Санитарка и не подумала ослушаться – не выпуская из рук спицы, проворно выскочила за дверь. Лидия, бледная и сосредоточенная, небрежным взмахом руки выгнала из дальнего угла стул для посетителей, уселась рядом с койкой Верховского и во мгновение ока соорудила вокруг них чары тишины. Хотел бы он так же играючи обращаться с даром…
– Саша, как ты? – требовательно спросила Лидия, окидывая его цепким взглядом.
Да уж, не в таких бы обстоятельствах с ней разговаривать! Люминесцентные лампы беспощадно старили её лицо – а может, дело было в тревоге, которая глубоко залегла в правильных чертах. Худо-бедно выпрямившись, Верховский изобразил подобие вежливой улыбки.
– Потихоньку. Кое-кому пришлось хуже…
– Кто тебя ранил?
– Полудница, – нехотя признался Верховский. – Какое сегодня число?

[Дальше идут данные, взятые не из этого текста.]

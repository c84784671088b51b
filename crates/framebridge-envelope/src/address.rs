use url::Url;

use crate::constants::{ORIGIN_PARAM, PLACEMENT_PARAM};
use crate::error::{EnvelopeError, Result};

/// Read a query parameter from an address.
///
/// Only the query component is consulted. Empty values are reported as absent.
pub fn query_param(address: &str, name: &str) -> Result<Option<String>> {
    let url = parse(address)?;
    Ok(url
        .query_pairs()
        .find(|(key, _)| key == name)
        .map(|(_, value)| value.into_owned())
        .filter(|value| !value.is_empty()))
}

/// Read the placement namespace from an address.
pub fn placement_from_address(address: &str) -> Result<Option<String>> {
    query_param(address, PLACEMENT_PARAM)
}

/// Append the bridge parameters to a guest address.
///
/// Existing `_origin`/`_placement` pairs are replaced; other query pairs are kept.
pub fn with_bridge_params(address: &str, parent_origin: &str, placement: &str) -> Result<String> {
    let mut url = parse(address)?;
    let kept: Vec<(String, String)> = url
        .query_pairs()
        .filter(|(key, _)| key != ORIGIN_PARAM && key != PLACEMENT_PARAM)
        .map(|(key, value)| (key.into_owned(), value.into_owned()))
        .collect();

    url.query_pairs_mut()
        .clear()
        .extend_pairs(kept)
        .append_pair(ORIGIN_PARAM, parent_origin)
        .append_pair(PLACEMENT_PARAM, placement);
    Ok(url.into())
}

fn parse(address: &str) -> Result<Url> {
    Url::parse(address).map_err(|source| EnvelopeError::InvalidAddress {
        address: address.to_string(),
        source,
    })
}
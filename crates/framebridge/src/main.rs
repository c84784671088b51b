mod cmd;
mod exit;
mod logging;
mod output;

use clap::Parser;

use crate::cmd::Command;
use crate::logging::{init_logging, LogFormat, LogLevel};
use crate::output::OutputFormat;

#[derive(Parser, Debug)]
#[command(name = "framebridge", version, about = "Frame bridge inspection and simulation CLI")]
struct Cli {
    /// Output format.
    #[arg(long, value_name = "FORMAT", global = true)]
    format: Option<OutputFormat>,

    /// Log output format (stderr).
    #[arg(long, value_name = "FORMAT", default_value = "text", global = true)]
    log_format: LogFormat,

    /// Minimum log level (stderr).
    #[arg(
        long,
        value_name = "LEVEL",
        default_value = "info",
        env = "FRAMEBRIDGE_LOG_LEVEL",
        global = true
    )]
    log_level: LogLevel,

    #[command(subcommand)]
    command: Command,
}

fn main() {
    let cli = Cli::parse();
    init_logging(cli.log_format, cli.log_level);

    let format = cli.format.unwrap_or_else(OutputFormat::default_for_stdout);
    let result = cmd::run(cli.command, format);

    match result {
        Ok(code) => std::process::exit(code),
        Err(err) => {
            eprintln!("error: {err}");
            std::process::exit(err.code);
        }
    }
}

– Двадцатое. Саша, что происходит?
Он слегка опешил: разве это не она должна быть осведомлена о том, что творится в мире за стенами больничной палаты? Вряд ли что-то хорошее… Чем она расстроена настолько, что даже не пытается скрыть беспокойство?
– Я не знаю, – осторожно ответил Верховский. – Я тут валяюсь уже… выходит, почти две недели. И Витька…
Он обречённо выругался. Если светила столичной медицинской магии столько времени не могут ничего сделать с заклятием, то, наверное, уже и не сумеют. Сама нежить развеяна по семи ветрам, а власть её никуда не делась. Насмотришься на такое – даже с домовыми разговаривать не захочешь…
– Саша, что там случилось? – понизив голос, спросила Лидия. – Что произошло у разлома? Вы что-нибудь видели? Слышали?
– Нежить сбрендила, – механически отозвался Верховский. У разлома? Объектом коллеги называют разлом? А что он такое? – Полезла разорять пустые дачи. На людей кидается… – он вздохнул, осознавая полное своё неведение. – Вы бы лучше у Терехова спросили. Он там со своими… шастал по лесам…
Лидия изменилась в лице. Что-то из того, что он сказал, всерьёз её встревожило. Верховский волевым усилием заставил себя соображать. Почти две недели прошло, а в сообществе ничего не известно. Более того – ей ничего не известно… Значит, и впрямь впору беспокоиться: случилась какая-то грандиозная пакость. Свешникова расспрашивала его о каких-то незначительных деталях, он покладисто отвечал в надежде, что она до чего-нибудь додумается.